DIRECTIONS: With the records below as your source, retype each line exactly from the top down to the line that contains "pub enum ScanState", and include that line.

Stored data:
"""
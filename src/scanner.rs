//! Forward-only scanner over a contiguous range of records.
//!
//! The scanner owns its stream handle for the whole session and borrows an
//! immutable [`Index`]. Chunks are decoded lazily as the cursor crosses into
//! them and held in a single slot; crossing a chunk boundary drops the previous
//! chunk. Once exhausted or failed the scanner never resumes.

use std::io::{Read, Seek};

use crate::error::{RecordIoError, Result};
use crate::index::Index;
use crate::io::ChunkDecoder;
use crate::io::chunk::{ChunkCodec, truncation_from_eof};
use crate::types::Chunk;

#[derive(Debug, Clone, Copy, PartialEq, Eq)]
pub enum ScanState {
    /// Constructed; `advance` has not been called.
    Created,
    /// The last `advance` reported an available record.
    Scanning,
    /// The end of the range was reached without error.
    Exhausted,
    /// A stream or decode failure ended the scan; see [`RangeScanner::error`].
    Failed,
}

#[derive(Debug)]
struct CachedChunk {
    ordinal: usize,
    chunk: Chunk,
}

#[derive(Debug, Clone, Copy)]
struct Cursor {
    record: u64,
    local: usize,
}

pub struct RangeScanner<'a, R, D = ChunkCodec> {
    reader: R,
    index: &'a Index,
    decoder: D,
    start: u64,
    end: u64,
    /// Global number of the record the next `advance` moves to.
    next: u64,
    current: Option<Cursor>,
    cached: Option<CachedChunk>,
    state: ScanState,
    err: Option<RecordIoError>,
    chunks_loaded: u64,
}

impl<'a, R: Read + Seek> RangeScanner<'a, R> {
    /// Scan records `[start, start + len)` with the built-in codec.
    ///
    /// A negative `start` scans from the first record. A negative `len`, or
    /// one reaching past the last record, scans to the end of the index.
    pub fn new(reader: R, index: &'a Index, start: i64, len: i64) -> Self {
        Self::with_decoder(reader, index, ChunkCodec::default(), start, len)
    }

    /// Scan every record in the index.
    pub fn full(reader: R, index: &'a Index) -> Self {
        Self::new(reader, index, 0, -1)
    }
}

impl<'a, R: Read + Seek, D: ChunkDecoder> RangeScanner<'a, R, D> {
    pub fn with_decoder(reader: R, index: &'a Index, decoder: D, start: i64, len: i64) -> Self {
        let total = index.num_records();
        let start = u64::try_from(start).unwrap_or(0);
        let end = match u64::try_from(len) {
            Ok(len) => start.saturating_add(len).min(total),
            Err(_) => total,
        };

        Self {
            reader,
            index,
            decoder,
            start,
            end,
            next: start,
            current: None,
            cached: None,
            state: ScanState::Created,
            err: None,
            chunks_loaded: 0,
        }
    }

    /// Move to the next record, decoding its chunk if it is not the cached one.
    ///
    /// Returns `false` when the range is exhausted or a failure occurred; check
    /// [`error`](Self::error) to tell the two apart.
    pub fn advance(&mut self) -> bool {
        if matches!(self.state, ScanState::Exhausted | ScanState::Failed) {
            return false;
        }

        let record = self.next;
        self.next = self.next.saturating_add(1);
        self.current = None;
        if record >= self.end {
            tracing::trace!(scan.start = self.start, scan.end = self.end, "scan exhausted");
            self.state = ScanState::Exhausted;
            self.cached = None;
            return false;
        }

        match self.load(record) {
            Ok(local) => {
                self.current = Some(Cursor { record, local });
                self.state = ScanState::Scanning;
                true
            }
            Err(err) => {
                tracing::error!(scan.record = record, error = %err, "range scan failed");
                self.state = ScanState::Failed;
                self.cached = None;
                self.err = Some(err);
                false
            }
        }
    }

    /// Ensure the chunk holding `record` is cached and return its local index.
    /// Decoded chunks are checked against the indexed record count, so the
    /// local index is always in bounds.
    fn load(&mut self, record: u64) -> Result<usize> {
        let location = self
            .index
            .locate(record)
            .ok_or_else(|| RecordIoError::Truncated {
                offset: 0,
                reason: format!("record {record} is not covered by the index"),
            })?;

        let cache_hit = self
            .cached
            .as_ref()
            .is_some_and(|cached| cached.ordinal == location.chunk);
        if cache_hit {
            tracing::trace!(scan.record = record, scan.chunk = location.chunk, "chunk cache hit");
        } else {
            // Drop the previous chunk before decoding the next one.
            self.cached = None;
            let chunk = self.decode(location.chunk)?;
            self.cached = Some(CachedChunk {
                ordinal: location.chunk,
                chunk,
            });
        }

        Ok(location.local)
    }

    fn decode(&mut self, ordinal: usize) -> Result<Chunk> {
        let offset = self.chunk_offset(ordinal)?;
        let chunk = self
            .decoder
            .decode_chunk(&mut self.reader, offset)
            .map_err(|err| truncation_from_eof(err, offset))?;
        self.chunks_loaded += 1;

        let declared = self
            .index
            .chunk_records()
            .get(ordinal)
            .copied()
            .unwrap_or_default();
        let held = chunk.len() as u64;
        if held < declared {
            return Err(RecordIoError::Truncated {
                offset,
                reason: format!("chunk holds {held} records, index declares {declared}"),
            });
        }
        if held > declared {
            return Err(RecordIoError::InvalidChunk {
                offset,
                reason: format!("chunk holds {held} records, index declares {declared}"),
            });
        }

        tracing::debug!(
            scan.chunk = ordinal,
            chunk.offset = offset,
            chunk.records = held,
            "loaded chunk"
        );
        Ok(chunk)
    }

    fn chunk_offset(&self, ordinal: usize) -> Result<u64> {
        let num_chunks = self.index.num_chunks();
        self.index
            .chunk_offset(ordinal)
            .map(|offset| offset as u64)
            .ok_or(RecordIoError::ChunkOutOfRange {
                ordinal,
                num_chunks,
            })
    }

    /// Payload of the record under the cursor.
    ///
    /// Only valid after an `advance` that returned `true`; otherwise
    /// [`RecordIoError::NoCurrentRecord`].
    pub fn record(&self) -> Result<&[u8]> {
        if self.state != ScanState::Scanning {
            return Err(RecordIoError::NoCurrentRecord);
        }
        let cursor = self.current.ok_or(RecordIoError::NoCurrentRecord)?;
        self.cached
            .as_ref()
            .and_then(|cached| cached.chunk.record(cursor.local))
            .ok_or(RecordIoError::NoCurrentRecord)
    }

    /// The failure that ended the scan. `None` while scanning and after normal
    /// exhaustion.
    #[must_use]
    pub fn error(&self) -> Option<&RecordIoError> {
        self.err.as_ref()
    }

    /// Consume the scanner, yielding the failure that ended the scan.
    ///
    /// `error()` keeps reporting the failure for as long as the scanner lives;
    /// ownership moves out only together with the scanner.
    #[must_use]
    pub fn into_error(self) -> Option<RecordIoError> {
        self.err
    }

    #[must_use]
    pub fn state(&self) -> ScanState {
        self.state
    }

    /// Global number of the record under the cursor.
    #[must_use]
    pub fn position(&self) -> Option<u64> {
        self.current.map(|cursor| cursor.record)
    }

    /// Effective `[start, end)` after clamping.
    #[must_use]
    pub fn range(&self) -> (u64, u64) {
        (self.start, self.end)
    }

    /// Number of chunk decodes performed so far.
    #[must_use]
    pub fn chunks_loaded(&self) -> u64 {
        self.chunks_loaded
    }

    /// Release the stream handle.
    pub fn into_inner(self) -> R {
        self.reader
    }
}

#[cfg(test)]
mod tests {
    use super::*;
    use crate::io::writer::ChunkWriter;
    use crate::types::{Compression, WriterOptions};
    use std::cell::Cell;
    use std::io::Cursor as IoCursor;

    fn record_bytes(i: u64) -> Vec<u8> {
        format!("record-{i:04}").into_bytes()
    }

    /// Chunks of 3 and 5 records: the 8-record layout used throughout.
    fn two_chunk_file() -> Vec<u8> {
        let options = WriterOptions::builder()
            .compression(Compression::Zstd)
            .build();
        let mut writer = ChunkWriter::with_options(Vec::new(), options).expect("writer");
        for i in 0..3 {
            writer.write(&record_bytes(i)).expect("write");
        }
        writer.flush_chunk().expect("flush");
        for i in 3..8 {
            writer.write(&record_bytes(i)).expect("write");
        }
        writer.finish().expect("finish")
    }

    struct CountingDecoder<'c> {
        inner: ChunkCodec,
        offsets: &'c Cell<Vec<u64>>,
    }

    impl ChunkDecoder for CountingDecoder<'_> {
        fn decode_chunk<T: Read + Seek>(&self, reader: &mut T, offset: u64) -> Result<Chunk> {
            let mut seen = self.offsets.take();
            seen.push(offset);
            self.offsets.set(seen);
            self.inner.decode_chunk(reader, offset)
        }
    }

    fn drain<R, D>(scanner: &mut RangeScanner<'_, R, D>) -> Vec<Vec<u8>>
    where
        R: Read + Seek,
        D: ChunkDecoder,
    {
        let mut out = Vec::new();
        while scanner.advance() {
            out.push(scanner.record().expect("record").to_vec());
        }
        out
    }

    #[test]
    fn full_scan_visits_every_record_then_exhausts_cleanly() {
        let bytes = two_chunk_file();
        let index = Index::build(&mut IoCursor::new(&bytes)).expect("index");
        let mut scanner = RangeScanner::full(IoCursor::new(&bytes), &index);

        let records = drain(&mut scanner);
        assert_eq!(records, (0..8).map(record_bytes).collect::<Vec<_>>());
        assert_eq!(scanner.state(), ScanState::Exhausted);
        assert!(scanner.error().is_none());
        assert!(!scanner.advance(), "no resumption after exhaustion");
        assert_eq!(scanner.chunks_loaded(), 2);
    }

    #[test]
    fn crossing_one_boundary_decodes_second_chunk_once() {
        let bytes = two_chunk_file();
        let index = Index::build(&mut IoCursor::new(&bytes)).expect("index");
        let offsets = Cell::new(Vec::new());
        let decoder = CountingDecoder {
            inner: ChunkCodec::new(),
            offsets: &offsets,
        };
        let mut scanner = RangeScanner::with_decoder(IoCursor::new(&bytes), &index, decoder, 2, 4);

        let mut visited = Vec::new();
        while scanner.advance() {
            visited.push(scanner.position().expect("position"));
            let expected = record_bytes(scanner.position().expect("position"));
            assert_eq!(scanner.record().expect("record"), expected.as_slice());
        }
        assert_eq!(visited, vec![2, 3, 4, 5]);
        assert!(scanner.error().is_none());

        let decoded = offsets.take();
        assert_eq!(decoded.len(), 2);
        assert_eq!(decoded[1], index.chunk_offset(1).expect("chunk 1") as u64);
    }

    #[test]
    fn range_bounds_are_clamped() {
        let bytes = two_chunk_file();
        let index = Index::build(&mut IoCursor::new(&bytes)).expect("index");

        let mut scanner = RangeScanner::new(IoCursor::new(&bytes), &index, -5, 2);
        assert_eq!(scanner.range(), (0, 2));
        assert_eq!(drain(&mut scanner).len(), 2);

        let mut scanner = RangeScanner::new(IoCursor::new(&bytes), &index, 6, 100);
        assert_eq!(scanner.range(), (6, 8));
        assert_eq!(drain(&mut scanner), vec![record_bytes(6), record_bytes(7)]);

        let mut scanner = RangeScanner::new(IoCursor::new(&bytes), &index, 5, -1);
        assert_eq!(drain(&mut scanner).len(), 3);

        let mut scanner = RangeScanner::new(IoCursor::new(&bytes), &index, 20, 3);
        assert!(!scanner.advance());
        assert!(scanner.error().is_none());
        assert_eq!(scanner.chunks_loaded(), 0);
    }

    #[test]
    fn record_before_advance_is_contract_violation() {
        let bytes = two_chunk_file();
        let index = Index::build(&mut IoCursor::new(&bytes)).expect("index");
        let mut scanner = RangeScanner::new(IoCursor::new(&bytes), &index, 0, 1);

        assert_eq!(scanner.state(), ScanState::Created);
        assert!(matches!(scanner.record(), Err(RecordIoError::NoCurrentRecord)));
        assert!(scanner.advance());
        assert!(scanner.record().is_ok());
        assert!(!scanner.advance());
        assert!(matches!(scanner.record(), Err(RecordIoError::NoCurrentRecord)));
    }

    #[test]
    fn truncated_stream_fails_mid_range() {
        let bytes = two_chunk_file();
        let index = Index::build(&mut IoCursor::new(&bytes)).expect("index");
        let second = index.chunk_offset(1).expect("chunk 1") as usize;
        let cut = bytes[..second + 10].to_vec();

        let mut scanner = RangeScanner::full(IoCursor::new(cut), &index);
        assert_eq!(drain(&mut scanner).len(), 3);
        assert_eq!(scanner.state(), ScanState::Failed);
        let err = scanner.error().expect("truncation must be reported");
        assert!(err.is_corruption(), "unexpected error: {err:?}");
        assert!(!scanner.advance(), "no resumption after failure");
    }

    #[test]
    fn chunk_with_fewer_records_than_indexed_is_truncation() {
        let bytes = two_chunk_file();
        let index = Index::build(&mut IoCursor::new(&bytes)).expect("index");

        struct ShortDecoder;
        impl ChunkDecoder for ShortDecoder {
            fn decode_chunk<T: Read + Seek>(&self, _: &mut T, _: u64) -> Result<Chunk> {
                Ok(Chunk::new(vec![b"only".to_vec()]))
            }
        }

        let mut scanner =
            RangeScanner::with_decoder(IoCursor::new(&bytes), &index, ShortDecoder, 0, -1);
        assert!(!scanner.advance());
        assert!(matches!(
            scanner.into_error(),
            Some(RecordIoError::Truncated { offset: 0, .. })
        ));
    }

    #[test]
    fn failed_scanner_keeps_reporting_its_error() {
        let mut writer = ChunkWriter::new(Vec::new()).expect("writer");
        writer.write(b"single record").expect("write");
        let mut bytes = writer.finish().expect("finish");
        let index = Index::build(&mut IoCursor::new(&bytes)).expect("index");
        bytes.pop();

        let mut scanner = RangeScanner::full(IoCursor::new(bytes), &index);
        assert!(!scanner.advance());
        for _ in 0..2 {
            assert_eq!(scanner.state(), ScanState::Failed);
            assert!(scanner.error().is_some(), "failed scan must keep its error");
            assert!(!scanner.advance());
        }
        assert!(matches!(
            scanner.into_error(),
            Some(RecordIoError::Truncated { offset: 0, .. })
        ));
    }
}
"""
COMPLETED EXERCISE:
filename src/scanner.rs
//! Forward-only scanner over a contiguous range of records.
//!
//! The scanner owns its stream handle for the whole session and borrows an
//! immutable [`Index`]. Chunks are decoded lazily as the cursor crosses into
//! them and held in a single slot; crossing a chunk boundary drops the previous
//! chunk. Once exhausted or failed the scanner never resumes.

use std::io::{Read, Seek};

use crate::error::{RecordIoError, Result};
use crate::index::Index;
use crate::io::ChunkDecoder;
use crate::io::chunk::{ChunkCodec, truncation_from_eof};
use crate::types::Chunk;

#[derive(Debug, Clone, Copy, PartialEq, Eq)]
pub enum ScanState {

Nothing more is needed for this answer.